Lever 2 — Cap output tokens (output bills well above input)

Output tokens cost several times input on every model, so unbounded replies are the easiest leak. Set a sensible maxTokens on the call (most chat workloads finish under ~400), and add a "be concise" system instruction. If you see a high average output-per-invocation in your CloudWatch numbers, this is your fix.

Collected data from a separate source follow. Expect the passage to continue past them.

//! GraphQL documents sent to the Storefront API.
//!
//! Fragments are declared once as macros so each operation can inline exactly
//! the fragments it spreads; the Storefront API rejects documents that define
//! unused fragments.

macro_rules! money_fragment {
    () => {
        "fragment Money on MoneyV2 {
  amount
  currencyCode
}
"
    };
}

macro_rules! image_fragment {
    () => {
        "fragment Image on Image {
  id
  url
  altText
  width
  height
}
"
    };
}

macro_rules! product_variant_fragment {
    () => {
        "fragment ProductVariant on ProductVariant {
  id
  title
  availableForSale
  quantityAvailable
  price {
    ...Money
  }
  compareAtPrice {
    ...Money
  }
  selectedOptions {
    name
    value
  }
  image {
    ...Image
  }
}
"
    };
}

pub const GET_SHOP: &str = "query getShop {
  shop {
    name
    description
  }
}
";

/// Card data for the collection grid. `$first` defaults to 12.
pub const GET_COLLECTION_PRODUCTS: &str = concat!(
    money_fragment!(),
    image_fragment!(),
    "query getCollectionProducts($handle: String!, $first: Int = 12) {
  collection(handle: $handle) {
    id
    title
    description
    products(first: $first) {
      nodes {
        id
        handle
        title
        description
        featuredImage {
          ...Image
        }
        priceRange {
          minVariantPrice {
            ...Money
          }
          maxVariantPrice {
            ...Money
          }
        }
        compareAtPriceRange {
          minVariantPrice {
            ...Money
          }
          maxVariantPrice {
            ...Money
          }
        }
        options {
          name
          values
        }
        variants(first: 1) {
          nodes {
            availableForSale
          }
        }
      }
    }
  }
}
"
);

/// Full detail for the quick view: up to 10 images and 100 variants.
pub const GET_PRODUCT_BY_HANDLE: &str = concat!(
    money_fragment!(),
    image_fragment!(),
    product_variant_fragment!(),
    "query getProductByHandle($handle: String!) {
  product(handle: $handle) {
    id
    handle
    title
    description
    descriptionHtml
    vendor
    tags
    featuredImage {
      ...Image
    }
    images(first: 10) {
      nodes {
        ...Image
      }
    }
    options {
      id
      name
      values
    }
    priceRange {
      minVariantPrice {
        ...Money
      }
      maxVariantPrice {
        ...Money
      }
    }
    compareAtPriceRange {
      minVariantPrice {
        ...Money
      }
      maxVariantPrice {
        ...Money
      }
    }
    variants(first: 100) {
      nodes {
        ...ProductVariant
      }
    }
  }
}
"
);

pub const GET_COLLECTIONS: &str = "query getCollections($first: Int!) {
  collections(first: $first) {
    nodes {
      id
      handle
      title
    }
  }
}
";
//! Display formatting for money and images.
//!
//! Prices are rendered the way an `en-US` storefront shows them: currency
//! symbol (or ISO code) prefix, the currency's minor-unit digits, thousands
//! grouping, and a leading minus for negatives. Anything that cannot be parsed
//! renders as an empty string rather than an error.

use rust_decimal::{Decimal, RoundingStrategy};

use crate::products::{Image, Money};

/// Image shown when a product or variant has none.
pub const PLACEHOLDER_IMAGE_URL: &str = "/placeholder-image.svg";

/// Formats a money value for display, e.g. `$19.99`.
///
/// Returns an empty string when `money` is `None`, when the amount is not a
/// decimal, or when the currency code is not a three-letter ISO code.
#[must_use]
pub fn format_price(money: Option<&Money>) -> String {
    let Some(money) = money else {
        return String::new();
    };
    let Some(amount) = money.decimal() else {
        return String::new();
    };
    let Some(code) = normalize_currency_code(&money.currency_code) else {
        return String::new();
    };
    format_amount(amount, &code)
}

/// Formats a min/max price pair: a single price when both bounds are
/// numerically equal, otherwise `"{min} - {max}"`.
///
/// Returns an empty string when either bound is missing or unparseable.
#[must_use]
pub fn format_price_range(min: Option<&Money>, max: Option<&Money>) -> String {
    let (Some(min), Some(max)) = (min, max) else {
        return String::new();
    };
    let (Some(min_amount), Some(max_amount)) = (min.decimal(), max.decimal()) else {
        return String::new();
    };

    if min_amount == max_amount {
        return format_price(Some(min));
    }

    let low = format_price(Some(min));
    let high = format_price(Some(max));
    if low.is_empty() || high.is_empty() {
        return String::new();
    }
    format!("{low} - {high}")
}

/// URL of `image`, else `fallback`, else [`PLACEHOLDER_IMAGE_URL`].
#[must_use]
pub fn image_url(image: Option<&Image>, fallback: Option<&str>) -> String {
    image
        .map(|i| i.url.as_str())
        .filter(|u| !u.is_empty())
        .or(fallback.filter(|f| !f.is_empty()))
        .unwrap_or(PLACEHOLDER_IMAGE_URL)
        .to_owned()
}

/// Alt text of `image`, else `fallback`.
#[must_use]
pub fn image_alt(image: Option<&Image>, fallback: &str) -> String {
    image
        .and_then(|i| i.alt_text.as_deref())
        .filter(|a| !a.is_empty())
        .unwrap_or(fallback)
        .to_owned()
}

fn normalize_currency_code(code: &str) -> Option<String> {
    let code = code.trim();
    if code.len() == 3 && code.bytes().all(|b| b.is_ascii_alphabetic()) {
        Some(code.to_ascii_uppercase())
    } else {
        None
    }
}

/// Symbol used in place of the ISO code, for currencies that have one in `en-US`.
fn currency_symbol(code: &str) -> Option<&'static str> {
    let symbol = match code {
        "USD" => "$",
        "EUR" => "€",
        "GBP" => "£",
        "JPY" => "¥",
        "CNY" => "CN¥",
        "INR" => "₹",
        "KRW" => "₩",
        "CAD" => "CA$",
        "AUD" => "A$",
        "NZD" => "NZ$",
        "HKD" => "HK$",
        "MXN" => "MX$",
        "BRL" => "R$",
        "TWD" => "NT$",
        "ILS" => "₪",
        "VND" => "₫",
        "PHP" => "₱",
        "XCD" => "EC$",
        "XAF" => "FCFA",
        _ => return None,
    };
    Some(symbol)
}

/// Number of minor-unit digits shown for `code`.
fn currency_digits(code: &str) -> u32 {
    match code {
        "BIF" | "CLP" | "DJF" | "GNF" | "IQD" | "ISK" | "JPY" | "KMF" | "KRW" | "PYG" | "RWF"
        | "UGX" | "VND" | "VUV" | "XAF" | "XOF" | "XPF" => 0,
        "BHD" | "JOD" | "KWD" | "LYD" | "OMR" | "TND" => 3,
        _ => 2,
    }
}

fn format_amount(amount: Decimal, code: &str) -> String {
    let digits = currency_digits(code);
    let mut rounded = amount
        .abs()
        .round_dp_with_strategy(digits, RoundingStrategy::MidpointAwayFromZero);
    rounded.rescale(digits);

    let plain = rounded.to_string();
    let (int_part, frac_part) = match plain.split_once('.') {
        Some((i, f)) => (i, Some(f)),
        None => (plain.as_str(), None),
    };

    let mut number = group_thousands(int_part);
    if let Some(frac) = frac_part {
        number.push('.');
        number.push_str(frac);
    }

    let sign = if amount.is_sign_negative() && !amount.is_zero() {
        "-"
    } else {
        ""
    };

    match currency_symbol(code) {
        Some(symbol) => format!("{sign}{symbol}{number}"),
        None => format!("{sign}{code}\u{a0}{number}"),
    }
}

fn group_thousands(digits: &str) -> String {
    let len = digits.len();
    let mut out = String::with_capacity(len + len / 3);
    for (idx, ch) in digits.chars().enumerate() {
        if idx > 0 && (len - idx) % 3 == 0 {
            out.push(',');
        }
        out.push(ch);
    }
    out
}
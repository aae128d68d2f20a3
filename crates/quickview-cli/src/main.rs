mod catalog;
mod quick_view;
mod render;

use clap::{Parser, Subcommand};
use quickview_storefront::StorefrontClient;
use tracing_subscriber::EnvFilter;

#[derive(Debug, Parser)]
#[command(name = "quickview-cli")]
#[command(about = "Browse a Shopify storefront from the terminal")]
struct Cli {
    #[command(subcommand)]
    command: Option<Commands>,
}

#[derive(Debug, Subcommand)]
enum Commands {
    /// Show the product grid for a collection
    Grid {
        /// Collection handle (defaults to QUICKVIEW_COLLECTION_HANDLE)
        #[arg(long)]
        collection: Option<String>,
        /// Number of products to show (1-250)
        #[arg(long)]
        limit: Option<u32>,
        /// Print the cards as JSON
        #[arg(long)]
        json: bool,
    },
    /// Open a product's quick view and resolve a variant
    QuickView {
        /// Product handle
        handle: String,
        /// Option choice as Name=Value; repeatable, applied in order
        #[arg(long = "select", value_name = "NAME=VALUE", value_parser = parse_selection)]
        selections: Vec<(String, String)>,
        /// Print the selection state as JSON
        #[arg(long)]
        json: bool,
    },
    /// List the shop's first collections
    Collections {
        #[arg(long, default_value = "10")]
        first: u32,
    },
    /// Show the shop's name and description
    Shop,
}

/// Parses one `--select Name=Value` argument. `Name=` selects the empty value.
fn parse_selection(raw: &str) -> Result<(String, String), String> {
    let (name, value) = raw
        .split_once('=')
        .ok_or_else(|| format!("expected NAME=VALUE, got '{raw}'"))?;
    let name = name.trim();
    if name.is_empty() {
        return Err(format!("missing option name in '{raw}'"));
    }
    Ok((name.to_string(), value.trim().to_string()))
}

#[tokio::main]
async fn main() -> anyhow::Result<()> {
    dotenvy::dotenv().ok();

    let cli = Cli::parse();
    let Some(command) = cli.command else {
        println!("quickview-cli: run with --help to list commands");
        return Ok(());
    };

    let config = quickview_core::load_app_config()?;
    let env_filter = EnvFilter::try_from_default_env()
        .or_else(|_| EnvFilter::try_new(config.log_level.clone()))?;
    tracing_subscriber::fmt()
        .with_env_filter(env_filter)
        .with_writer(std::io::stderr)
        .init();

    let client = StorefrontClient::new(&config)
        .map_err(|e| anyhow::anyhow!("failed to build storefront client: {e}"))?;

    match command {
        Commands::Grid {
            collection,
            limit,
            json,
        } => {
            let handle = collection.unwrap_or_else(|| config.collection_handle.clone());
            let limit = limit.unwrap_or(config.collection_limit);
            catalog::run_grid(&client, &handle, limit, json).await?;
        }
        Commands::QuickView {
            handle,
            selections,
            json,
        } => quick_view::run_quick_view(&client, &handle, &selections, json).await?,
        Commands::Collections { first } => catalog::run_collections(&client, first).await?,
        Commands::Shop => catalog::run_shop(&client).await?,
    }

    Ok(())
}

Lever 3 — Right-size the model (Lever 1 of token efficiency)

A frontier model on every request is the GenAI equivalent of running everything on the biggest instance. Many steps — classification, extraction, routing, simple Q&A — run just as well on a smaller, far cheaper model. A frontier model can cost up to ~190× a small one for the same task. Two moves:

Lever 4 — Trim the input context (Lever 2 of token efficiency)

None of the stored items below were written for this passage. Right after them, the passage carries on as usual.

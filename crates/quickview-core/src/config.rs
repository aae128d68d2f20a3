use crate::app_config::{AppConfig, Environment, TokenKind};
use crate::ConfigError;

/// Load application configuration from environment variables.
///
/// Calls `dotenvy::dotenv().ok()` to load `.env` files before reading env vars.
///
/// # Errors
///
/// Returns `ConfigError` if required env vars are missing or values are invalid.
pub fn load_app_config() -> Result<AppConfig, ConfigError> {
    dotenvy::dotenv().ok();
    load_app_config_from_env()
}

/// Load application configuration from environment variables already in the process.
///
/// Unlike [`load_app_config`], this does NOT load `.env` files.
///
/// # Errors
///
/// Returns `ConfigError` if required env vars are missing or values are invalid.
pub fn load_app_config_from_env() -> Result<AppConfig, ConfigError> {
    build_app_config(|key| std::env::var(key))
}

/// Build application configuration using the provided env-var lookup function.
///
/// Decoupled from the real environment so tests can drive it with a plain
/// `HashMap` lookup.
fn build_app_config<F>(lookup: F) -> Result<AppConfig, ConfigError>
where
    F: Fn(&str) -> Result<String, std::env::VarError>,
{
    use std::net::SocketAddr;

    let require = |var: &str| -> Result<String, ConfigError> {
        lookup(var)
            .ok()
            .filter(|v| !v.trim().is_empty())
            .ok_or_else(|| ConfigError::MissingEnvVar(var.to_string()))
    };

    let or_default = |var: &str, default: &str| -> String {
        lookup(var).unwrap_or_else(|_| default.to_string())
    };

    let parse_addr = |var: &str, default: &str| -> Result<SocketAddr, ConfigError> {
        let raw = or_default(var, default);
        raw.parse::<SocketAddr>()
            .map_err(|e| ConfigError::InvalidEnvVar {
                var: var.to_string(),
                reason: e.to_string(),
            })
    };

    let parse_num = |var: &str, default: &str| -> Result<u64, ConfigError> {
        or_default(var, default)
            .trim()
            .parse::<u64>()
            .map_err(|e| ConfigError::InvalidEnvVar {
                var: var.to_string(),
                reason: e.to_string(),
            })
    };

    let store_domain = require("SHOPIFY_STORE_DOMAIN")?;
    let storefront_access_token = require("SHOPIFY_STOREFRONT_ACCESS_TOKEN")?;
    let storefront_token_kind =
        parse_token_kind(&or_default("SHOPIFY_STOREFRONT_TOKEN_KIND", "public"))?;
    let storefront_api_version = or_default("SHOPIFY_STOREFRONT_API_VERSION", "2025-01");

    let env = parse_environment(&or_default("QUICKVIEW_ENV", "development"))?;
    let bind_addr = parse_addr("QUICKVIEW_BIND_ADDR", "0.0.0.0:3000")?;
    let log_level = or_default("QUICKVIEW_LOG_LEVEL", "info");

    let collection_handle = or_default("QUICKVIEW_COLLECTION_HANDLE", "all");
    let raw_limit = parse_num("QUICKVIEW_COLLECTION_LIMIT", "12")?;
    let collection_limit = u32::try_from(raw_limit)
        .ok()
        .filter(|n| (1..=250).contains(n))
        .ok_or_else(|| ConfigError::InvalidEnvVar {
            var: "QUICKVIEW_COLLECTION_LIMIT".to_string(),
            reason: format!("must be between 1 and 250, got {raw_limit}"),
        })?;

    let request_timeout_secs = parse_num("QUICKVIEW_REQUEST_TIMEOUT_SECS", "30")?;
    if request_timeout_secs == 0 {
        return Err(ConfigError::InvalidEnvVar {
            var: "QUICKVIEW_REQUEST_TIMEOUT_SECS".to_string(),
            reason: "must be at least 1 second".to_string(),
        });
    }
    let user_agent = or_default("QUICKVIEW_USER_AGENT", "quickview/0.1 (storefront)");

    Ok(AppConfig {
        env,
        bind_addr,
        log_level,
        store_domain,
        storefront_access_token,
        storefront_token_kind,
        storefront_api_version,
        collection_handle,
        collection_limit,
        request_timeout_secs,
        user_agent,
    })
}

fn parse_environment(s: &str) -> Result<Environment, ConfigError> {
    match s {
        "development" => Ok(Environment::Development),
        "test" => Ok(Environment::Test),
        "production" => Ok(Environment::Production),
        other => Err(ConfigError::InvalidEnvVar {
            var: "QUICKVIEW_ENV".to_string(),
            reason: format!("expected development, test, or production; got \"{other}\""),
        }),
    }
}

fn parse_token_kind(s: &str) -> Result<TokenKind, ConfigError> {
    match s.to_ascii_lowercase().as_str() {
        "public" => Ok(TokenKind::Public),
        "private" => Ok(TokenKind::Private),
        other => Err(ConfigError::InvalidEnvVar {
            var: "SHOPIFY_STOREFRONT_TOKEN_KIND".to_string(),
            reason: format!("expected public or private; got \"{other}\""),
        }),
    }
}

#[cfg(test)]
#[path = "config_test.rs"]
mod tests;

A high average input-per-invocation means a big, repeated context is billed on every call. Tighten retrieval (send the chunks that matter, not the top-20 "just in case"), prune tool schemas to what the step needs, and summarize or window long conversation history instead of replaying the whole transcript.

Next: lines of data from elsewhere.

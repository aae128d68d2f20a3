//! Catalog queries on `StorefrontClient`.

use quickview_core::{Collection, CollectionRef, Product, ShopInfo};
use serde_json::json;

use crate::error::StorefrontError;
use crate::normalize::{normalize_collection, normalize_product};
use crate::query::{GET_COLLECTIONS, GET_COLLECTION_PRODUCTS, GET_PRODUCT_BY_HANDLE, GET_SHOP};
use crate::types::{CollectionProductsData, CollectionsData, ProductByHandleData, ShopData};

use super::{StorefrontClient, MAX_PAGE_SIZE};

impl StorefrontClient {
    /// Fetches full product detail for the quick view.
    ///
    /// Returns `Ok(None)` when no product has `handle`.
    ///
    /// # Errors
    ///
    /// Propagates transport and GraphQL errors from the request, and
    /// [`StorefrontError::Normalization`] for malformed variants.
    pub async fn fetch_product_by_handle(
        &self,
        handle: &str,
    ) -> Result<Option<Product>, StorefrontError> {
        tracing::debug!(handle, "fetching product");
        let data: ProductByHandleData = self
            .execute(
                "getProductByHandle",
                GET_PRODUCT_BY_HANDLE,
                json!({ "handle": handle }),
            )
            .await?;

        let Some(product) = data.product else {
            tracing::debug!(handle, "product not found");
            return Ok(None);
        };
        normalize_product(product).map(Some)
    }

    /// Fetches the first `limit` product cards of a collection. `limit` is
    /// clamped to `1..=250`.
    ///
    /// Returns `Ok(None)` when no collection has `handle`.
    ///
    /// # Errors
    ///
    /// Propagates transport and GraphQL errors from the request.
    pub async fn fetch_collection(
        &self,
        handle: &str,
        limit: u32,
    ) -> Result<Option<Collection>, StorefrontError> {
        let first = limit.clamp(1, MAX_PAGE_SIZE);
        tracing::debug!(handle, first, "fetching collection products");
        let data: CollectionProductsData = self
            .execute(
                "getCollectionProducts",
                GET_COLLECTION_PRODUCTS,
                json!({ "handle": handle, "first": first }),
            )
            .await?;

        Ok(data.collection.map(normalize_collection))
    }

    /// Lists the shop's first `first` collections (clamped to `1..=250`).
    ///
    /// # Errors
    ///
    /// Propagates transport and GraphQL errors from the request.
    pub async fn fetch_collections(
        &self,
        first: u32,
    ) -> Result<Vec<CollectionRef>, StorefrontError> {
        let first = first.clamp(1, MAX_PAGE_SIZE);
        let data: CollectionsData = self
            .execute("getCollections", GET_COLLECTIONS, json!({ "first": first }))
            .await?;
        Ok(data.collections.nodes)
    }

    /// Fetches the shop's name and description.
    ///
    /// # Errors
    ///
    /// Propagates transport and GraphQL errors from the request.
    pub async fn fetch_shop(&self) -> Result<ShopInfo, StorefrontError> {
        let data: ShopData = self.execute("getShop", GET_SHOP, json!({})).await?;
        Ok(data.shop)
    }
}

Lever 5 — Provisioned Throughput, only when it pays

Bedrock Provisioned Throughput reserves model capacity at a flat hourly rate per model unit — cheaper than on-demand only at sustained high utilization. The classic waste pattern is a provisioned throughput with few or zero invocations: a flat bill for capacity nobody uses. For low or spiky volume, stay on on-demand (per-token). If you do provision, size the model units to the p95 of real demand, and if it carries a term commitment you can't reclaim mid-term — route eligible traffic to it or don't renew.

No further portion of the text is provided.